══ EXCERPTED DATA ══

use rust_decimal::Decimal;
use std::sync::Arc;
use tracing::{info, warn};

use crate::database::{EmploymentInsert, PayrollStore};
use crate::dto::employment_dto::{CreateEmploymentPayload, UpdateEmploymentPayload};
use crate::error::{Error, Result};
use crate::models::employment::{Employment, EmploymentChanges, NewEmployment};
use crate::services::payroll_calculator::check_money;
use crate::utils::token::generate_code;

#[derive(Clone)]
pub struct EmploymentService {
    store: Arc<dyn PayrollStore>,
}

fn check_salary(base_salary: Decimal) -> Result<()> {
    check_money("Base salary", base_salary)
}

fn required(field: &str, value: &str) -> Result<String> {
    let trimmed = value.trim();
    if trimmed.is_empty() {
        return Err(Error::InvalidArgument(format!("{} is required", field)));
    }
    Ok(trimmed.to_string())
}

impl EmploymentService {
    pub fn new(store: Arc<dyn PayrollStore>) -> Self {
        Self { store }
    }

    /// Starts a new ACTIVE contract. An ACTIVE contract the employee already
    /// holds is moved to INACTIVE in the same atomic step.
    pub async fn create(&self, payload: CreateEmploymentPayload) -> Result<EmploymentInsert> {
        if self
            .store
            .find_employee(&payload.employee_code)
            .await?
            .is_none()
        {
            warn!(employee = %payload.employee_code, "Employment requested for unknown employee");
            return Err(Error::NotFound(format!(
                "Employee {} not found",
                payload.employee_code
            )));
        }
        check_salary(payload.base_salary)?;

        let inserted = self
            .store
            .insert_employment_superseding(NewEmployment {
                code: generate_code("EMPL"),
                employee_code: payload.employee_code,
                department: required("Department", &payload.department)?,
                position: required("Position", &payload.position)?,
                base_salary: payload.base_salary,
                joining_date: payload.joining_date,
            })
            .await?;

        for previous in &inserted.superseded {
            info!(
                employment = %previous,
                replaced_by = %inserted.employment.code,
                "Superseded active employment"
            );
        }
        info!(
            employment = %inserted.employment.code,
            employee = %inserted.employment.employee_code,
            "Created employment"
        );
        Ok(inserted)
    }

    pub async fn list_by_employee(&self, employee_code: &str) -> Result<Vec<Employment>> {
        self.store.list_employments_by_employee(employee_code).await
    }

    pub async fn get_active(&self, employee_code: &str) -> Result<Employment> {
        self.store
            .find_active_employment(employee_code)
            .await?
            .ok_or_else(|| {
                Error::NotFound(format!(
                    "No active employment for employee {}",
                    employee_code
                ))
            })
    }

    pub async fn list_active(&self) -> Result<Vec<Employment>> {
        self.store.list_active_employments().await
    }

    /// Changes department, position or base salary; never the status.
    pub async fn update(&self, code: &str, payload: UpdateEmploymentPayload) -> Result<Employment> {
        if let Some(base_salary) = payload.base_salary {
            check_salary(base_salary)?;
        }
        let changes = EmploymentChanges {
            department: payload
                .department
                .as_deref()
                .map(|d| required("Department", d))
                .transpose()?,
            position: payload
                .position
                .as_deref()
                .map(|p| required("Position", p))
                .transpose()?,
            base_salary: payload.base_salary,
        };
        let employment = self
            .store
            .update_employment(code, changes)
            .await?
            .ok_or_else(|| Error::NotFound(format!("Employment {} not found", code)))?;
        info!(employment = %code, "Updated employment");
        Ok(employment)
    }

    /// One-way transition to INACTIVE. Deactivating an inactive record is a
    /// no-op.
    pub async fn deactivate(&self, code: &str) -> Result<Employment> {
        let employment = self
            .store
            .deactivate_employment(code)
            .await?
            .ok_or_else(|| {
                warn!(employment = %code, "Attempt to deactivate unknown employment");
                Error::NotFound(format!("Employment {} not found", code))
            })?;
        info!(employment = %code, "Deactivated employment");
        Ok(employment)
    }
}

═══
══ EXCERPTED DATA ══

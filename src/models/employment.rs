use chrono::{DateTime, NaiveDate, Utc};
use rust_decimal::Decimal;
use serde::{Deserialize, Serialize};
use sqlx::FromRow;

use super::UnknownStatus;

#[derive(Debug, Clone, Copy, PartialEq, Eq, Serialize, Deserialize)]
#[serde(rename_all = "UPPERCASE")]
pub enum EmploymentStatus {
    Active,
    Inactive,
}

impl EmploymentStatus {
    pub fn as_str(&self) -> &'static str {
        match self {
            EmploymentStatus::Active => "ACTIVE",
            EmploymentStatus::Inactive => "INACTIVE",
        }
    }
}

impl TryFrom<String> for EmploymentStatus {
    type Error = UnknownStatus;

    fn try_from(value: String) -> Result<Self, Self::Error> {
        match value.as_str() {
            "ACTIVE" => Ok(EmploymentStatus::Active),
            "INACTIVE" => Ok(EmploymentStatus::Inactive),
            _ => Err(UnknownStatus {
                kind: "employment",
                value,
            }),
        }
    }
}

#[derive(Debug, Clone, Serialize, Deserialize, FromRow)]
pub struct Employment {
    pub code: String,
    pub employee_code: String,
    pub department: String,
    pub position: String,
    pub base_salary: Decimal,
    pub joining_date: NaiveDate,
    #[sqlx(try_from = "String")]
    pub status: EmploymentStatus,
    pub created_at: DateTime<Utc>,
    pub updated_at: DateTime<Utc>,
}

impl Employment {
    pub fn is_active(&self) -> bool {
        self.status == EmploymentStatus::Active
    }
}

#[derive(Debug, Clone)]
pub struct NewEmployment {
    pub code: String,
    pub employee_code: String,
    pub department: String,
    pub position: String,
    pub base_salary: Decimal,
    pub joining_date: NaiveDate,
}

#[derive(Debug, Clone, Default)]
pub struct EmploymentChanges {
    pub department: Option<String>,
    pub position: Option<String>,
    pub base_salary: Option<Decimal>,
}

═══

> **WHAT THE TASK REQUIRES**: The records are given above. Copy each line in them that holds "Deserialize".

> **WRITTEN RESPONSE**:
use serde::{Deserialize, Serialize};
#[derive(Debug, Clone, Copy, PartialEq, Eq, Serialize, Deserialize)]
#[derive(Debug, Clone, Serialize, Deserialize, FromRow)]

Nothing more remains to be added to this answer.